### [WORK TO BE COMPLETED]
Only the number is wanted: tally the lines below that contain the word "Serialize".

### [EXERCISE MATERIAL]

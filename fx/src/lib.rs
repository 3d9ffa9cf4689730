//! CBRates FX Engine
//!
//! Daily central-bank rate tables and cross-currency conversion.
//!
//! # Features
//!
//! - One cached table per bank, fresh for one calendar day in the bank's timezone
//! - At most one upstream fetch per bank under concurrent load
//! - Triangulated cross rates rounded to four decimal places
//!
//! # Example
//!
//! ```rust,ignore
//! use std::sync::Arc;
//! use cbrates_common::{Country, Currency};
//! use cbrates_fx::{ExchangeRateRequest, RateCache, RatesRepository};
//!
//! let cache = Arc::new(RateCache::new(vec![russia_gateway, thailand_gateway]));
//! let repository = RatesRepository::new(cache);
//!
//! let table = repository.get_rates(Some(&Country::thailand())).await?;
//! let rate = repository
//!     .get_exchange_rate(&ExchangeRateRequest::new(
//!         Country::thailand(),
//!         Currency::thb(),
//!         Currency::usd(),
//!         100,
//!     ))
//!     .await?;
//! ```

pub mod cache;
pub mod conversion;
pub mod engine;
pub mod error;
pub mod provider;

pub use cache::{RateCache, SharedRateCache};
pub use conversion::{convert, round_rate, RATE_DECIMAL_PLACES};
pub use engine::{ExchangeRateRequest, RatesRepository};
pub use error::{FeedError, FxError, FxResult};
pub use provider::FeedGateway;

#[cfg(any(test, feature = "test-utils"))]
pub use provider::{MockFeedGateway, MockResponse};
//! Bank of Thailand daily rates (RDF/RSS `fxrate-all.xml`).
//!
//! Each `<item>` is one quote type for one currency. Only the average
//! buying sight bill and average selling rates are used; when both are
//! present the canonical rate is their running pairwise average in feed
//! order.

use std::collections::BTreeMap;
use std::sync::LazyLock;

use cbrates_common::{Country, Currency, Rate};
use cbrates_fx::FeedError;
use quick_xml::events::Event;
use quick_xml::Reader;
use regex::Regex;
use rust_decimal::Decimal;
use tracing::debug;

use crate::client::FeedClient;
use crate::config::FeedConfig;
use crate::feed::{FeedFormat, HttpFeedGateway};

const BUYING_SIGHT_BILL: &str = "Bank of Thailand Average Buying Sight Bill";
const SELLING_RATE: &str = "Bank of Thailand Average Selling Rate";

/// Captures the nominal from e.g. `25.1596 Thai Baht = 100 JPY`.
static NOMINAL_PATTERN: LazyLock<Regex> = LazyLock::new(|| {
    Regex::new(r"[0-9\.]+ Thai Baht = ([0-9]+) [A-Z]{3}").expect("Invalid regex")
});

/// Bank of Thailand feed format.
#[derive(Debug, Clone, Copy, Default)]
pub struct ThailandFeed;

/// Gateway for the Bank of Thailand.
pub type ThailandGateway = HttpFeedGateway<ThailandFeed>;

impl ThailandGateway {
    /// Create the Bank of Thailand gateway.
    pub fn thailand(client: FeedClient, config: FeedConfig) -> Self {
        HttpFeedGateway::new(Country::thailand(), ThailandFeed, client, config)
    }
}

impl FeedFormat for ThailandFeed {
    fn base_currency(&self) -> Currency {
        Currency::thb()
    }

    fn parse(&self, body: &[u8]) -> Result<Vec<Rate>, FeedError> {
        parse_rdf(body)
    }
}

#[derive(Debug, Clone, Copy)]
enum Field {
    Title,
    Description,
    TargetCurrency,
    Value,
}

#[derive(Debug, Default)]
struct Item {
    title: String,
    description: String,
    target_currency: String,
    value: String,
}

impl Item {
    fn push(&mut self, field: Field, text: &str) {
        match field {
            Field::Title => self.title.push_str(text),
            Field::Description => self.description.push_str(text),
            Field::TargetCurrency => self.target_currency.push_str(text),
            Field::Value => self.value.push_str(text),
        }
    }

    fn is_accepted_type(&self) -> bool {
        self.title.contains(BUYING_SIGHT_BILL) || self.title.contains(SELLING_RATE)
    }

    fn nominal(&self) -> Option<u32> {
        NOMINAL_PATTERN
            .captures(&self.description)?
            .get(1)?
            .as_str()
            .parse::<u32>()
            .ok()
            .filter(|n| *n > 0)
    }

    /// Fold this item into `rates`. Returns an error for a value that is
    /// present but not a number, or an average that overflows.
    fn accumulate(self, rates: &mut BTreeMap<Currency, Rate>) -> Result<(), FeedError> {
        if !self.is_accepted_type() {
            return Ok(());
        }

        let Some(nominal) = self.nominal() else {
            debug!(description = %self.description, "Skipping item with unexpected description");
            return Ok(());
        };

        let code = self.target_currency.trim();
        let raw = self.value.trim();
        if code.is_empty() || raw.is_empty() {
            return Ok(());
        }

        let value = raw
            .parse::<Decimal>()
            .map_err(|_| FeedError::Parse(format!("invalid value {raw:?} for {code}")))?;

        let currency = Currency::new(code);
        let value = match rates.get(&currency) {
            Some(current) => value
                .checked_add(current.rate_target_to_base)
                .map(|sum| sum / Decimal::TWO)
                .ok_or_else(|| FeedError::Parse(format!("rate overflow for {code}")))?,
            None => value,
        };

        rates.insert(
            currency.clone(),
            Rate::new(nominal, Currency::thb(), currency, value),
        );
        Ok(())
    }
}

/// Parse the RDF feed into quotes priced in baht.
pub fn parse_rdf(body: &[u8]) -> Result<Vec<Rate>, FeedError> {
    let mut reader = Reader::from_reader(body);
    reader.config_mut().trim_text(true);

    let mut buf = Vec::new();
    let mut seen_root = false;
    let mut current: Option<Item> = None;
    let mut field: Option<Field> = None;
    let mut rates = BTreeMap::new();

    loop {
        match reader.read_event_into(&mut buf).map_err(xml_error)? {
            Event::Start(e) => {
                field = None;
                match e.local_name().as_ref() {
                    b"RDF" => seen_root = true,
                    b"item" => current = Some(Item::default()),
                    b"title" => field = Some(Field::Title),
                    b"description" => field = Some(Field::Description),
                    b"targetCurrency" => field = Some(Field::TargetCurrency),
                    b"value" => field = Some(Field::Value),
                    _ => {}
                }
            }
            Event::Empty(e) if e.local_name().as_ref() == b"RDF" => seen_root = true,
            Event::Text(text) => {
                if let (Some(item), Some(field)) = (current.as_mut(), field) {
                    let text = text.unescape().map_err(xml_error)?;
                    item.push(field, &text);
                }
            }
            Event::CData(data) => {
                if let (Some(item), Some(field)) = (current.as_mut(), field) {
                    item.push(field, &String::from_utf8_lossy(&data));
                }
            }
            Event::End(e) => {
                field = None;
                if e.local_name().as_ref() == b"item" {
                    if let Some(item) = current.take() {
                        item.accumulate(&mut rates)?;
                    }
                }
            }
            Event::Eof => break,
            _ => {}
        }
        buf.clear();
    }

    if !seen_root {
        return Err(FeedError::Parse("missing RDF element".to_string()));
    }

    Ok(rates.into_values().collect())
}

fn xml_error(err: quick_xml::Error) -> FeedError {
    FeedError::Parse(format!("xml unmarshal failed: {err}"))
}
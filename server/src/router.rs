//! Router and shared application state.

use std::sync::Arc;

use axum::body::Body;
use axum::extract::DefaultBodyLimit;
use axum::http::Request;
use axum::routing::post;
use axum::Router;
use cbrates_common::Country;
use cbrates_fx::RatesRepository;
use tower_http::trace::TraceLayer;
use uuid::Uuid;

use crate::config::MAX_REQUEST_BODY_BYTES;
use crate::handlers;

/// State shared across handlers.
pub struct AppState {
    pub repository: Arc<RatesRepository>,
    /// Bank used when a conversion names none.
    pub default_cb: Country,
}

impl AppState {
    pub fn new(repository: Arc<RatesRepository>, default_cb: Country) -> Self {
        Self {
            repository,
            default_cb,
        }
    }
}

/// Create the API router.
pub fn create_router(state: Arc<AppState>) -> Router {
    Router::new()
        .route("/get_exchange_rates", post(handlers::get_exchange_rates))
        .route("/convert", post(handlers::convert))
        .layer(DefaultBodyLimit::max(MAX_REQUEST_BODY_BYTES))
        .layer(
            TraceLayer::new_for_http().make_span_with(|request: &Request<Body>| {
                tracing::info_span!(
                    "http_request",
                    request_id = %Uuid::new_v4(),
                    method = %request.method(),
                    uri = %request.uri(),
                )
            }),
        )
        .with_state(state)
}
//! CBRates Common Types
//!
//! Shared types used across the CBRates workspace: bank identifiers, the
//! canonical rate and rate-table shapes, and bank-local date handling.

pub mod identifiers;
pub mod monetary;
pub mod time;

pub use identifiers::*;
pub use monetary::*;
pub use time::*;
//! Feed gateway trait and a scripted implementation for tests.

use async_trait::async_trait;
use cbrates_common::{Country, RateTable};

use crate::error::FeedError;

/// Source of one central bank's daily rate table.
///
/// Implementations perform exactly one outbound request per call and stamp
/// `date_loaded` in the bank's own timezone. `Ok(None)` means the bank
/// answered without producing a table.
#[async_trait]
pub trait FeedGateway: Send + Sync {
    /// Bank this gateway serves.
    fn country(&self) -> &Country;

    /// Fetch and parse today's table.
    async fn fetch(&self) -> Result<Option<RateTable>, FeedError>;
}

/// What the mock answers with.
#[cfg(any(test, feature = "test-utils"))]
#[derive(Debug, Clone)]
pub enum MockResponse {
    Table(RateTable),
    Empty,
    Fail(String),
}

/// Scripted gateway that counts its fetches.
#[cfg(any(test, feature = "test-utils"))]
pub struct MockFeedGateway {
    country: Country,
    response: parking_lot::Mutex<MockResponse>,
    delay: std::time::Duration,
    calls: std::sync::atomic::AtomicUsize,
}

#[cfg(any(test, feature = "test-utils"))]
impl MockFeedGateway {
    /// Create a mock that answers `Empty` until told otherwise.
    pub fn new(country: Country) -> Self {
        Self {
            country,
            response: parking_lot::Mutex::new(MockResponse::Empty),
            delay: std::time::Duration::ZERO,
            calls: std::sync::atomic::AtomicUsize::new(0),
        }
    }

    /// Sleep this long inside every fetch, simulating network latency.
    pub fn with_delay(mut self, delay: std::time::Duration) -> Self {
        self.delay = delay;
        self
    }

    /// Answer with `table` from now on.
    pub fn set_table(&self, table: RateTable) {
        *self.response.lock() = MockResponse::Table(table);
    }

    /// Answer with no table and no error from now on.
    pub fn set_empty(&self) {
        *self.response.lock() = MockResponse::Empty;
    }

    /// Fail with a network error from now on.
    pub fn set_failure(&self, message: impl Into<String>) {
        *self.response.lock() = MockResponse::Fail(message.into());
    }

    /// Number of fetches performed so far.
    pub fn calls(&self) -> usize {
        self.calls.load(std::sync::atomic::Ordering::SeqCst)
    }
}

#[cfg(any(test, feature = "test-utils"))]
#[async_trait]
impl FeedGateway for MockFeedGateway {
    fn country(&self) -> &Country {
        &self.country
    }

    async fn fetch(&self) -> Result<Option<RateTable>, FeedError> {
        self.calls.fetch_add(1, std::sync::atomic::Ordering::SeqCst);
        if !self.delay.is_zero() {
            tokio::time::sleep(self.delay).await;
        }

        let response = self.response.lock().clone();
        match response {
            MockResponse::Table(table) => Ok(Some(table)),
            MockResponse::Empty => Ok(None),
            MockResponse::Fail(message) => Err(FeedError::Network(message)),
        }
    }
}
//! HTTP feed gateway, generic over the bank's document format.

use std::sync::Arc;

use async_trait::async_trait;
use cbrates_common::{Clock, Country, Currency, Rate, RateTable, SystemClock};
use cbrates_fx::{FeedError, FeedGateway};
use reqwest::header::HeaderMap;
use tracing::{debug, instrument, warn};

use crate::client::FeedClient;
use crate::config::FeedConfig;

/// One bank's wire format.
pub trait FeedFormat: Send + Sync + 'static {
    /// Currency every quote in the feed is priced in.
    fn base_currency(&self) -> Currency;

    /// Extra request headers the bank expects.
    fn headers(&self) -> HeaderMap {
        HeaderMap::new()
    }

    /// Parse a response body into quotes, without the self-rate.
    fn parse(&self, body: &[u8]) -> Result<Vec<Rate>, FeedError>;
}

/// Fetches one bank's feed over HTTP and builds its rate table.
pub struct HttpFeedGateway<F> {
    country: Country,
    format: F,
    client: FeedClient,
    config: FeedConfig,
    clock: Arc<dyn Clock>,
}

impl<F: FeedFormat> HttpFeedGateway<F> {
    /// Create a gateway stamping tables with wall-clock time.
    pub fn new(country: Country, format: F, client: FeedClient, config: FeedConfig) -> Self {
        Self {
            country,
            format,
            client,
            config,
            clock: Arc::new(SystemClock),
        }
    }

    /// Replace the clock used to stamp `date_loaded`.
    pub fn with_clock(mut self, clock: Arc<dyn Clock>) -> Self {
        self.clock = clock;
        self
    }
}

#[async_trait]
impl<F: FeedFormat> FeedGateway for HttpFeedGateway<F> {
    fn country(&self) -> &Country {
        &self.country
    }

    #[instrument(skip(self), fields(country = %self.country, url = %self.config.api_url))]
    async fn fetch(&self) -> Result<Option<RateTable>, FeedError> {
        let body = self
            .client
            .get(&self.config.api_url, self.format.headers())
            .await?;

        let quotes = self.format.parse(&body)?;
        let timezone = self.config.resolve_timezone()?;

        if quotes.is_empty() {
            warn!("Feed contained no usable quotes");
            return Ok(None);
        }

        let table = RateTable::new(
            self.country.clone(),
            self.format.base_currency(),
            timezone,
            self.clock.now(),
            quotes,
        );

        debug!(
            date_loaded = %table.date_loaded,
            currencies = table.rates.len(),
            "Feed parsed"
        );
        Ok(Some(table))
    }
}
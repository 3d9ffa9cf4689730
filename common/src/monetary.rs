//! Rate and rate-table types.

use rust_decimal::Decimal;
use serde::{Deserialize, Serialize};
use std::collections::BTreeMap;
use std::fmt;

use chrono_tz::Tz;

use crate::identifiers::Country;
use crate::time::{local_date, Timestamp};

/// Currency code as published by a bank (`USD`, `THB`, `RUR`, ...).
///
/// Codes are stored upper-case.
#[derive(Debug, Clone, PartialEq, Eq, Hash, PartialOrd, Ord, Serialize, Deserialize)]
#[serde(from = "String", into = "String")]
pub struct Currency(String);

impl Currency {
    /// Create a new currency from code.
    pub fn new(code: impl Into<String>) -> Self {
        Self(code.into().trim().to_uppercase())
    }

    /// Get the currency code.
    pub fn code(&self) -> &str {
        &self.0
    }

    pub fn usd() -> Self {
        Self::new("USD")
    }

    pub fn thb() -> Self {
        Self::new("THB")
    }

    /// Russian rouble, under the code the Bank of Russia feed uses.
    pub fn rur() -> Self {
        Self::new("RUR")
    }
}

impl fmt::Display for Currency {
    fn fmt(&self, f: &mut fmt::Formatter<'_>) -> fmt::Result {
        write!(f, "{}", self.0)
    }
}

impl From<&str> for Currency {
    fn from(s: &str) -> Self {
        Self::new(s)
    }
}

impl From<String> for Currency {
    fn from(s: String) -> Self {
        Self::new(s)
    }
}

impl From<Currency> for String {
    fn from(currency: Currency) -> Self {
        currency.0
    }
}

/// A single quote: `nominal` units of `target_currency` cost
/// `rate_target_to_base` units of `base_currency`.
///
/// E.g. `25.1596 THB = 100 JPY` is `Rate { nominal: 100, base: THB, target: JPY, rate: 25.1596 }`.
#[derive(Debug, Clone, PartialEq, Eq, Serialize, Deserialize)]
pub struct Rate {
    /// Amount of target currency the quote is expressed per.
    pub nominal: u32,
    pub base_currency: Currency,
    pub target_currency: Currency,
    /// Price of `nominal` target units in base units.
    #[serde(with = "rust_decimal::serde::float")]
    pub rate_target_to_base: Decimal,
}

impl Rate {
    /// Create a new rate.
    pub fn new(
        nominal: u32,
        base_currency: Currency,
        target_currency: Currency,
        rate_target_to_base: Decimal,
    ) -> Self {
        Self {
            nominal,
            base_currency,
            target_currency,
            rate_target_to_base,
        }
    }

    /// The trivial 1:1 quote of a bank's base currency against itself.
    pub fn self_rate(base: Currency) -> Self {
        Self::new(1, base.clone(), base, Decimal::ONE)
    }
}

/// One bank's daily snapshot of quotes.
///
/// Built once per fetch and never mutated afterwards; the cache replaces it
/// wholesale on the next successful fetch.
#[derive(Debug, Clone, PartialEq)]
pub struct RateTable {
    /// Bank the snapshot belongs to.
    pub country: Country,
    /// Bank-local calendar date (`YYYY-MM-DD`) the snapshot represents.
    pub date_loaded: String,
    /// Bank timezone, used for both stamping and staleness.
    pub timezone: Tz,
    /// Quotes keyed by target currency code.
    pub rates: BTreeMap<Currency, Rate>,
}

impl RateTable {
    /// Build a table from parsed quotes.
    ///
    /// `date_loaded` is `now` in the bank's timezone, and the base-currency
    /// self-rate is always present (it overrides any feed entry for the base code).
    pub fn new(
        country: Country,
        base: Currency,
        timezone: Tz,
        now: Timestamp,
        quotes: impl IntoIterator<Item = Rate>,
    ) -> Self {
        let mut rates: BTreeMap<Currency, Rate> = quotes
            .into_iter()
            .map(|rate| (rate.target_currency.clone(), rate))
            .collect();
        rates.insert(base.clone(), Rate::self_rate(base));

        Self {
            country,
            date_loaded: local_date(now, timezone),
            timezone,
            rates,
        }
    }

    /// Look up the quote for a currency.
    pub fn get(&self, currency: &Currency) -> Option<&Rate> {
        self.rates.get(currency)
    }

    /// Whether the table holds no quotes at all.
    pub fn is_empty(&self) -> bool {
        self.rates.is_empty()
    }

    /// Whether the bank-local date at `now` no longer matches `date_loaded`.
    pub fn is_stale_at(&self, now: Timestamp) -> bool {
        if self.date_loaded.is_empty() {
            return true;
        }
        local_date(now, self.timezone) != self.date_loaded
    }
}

### [RESPONSE AREA]
3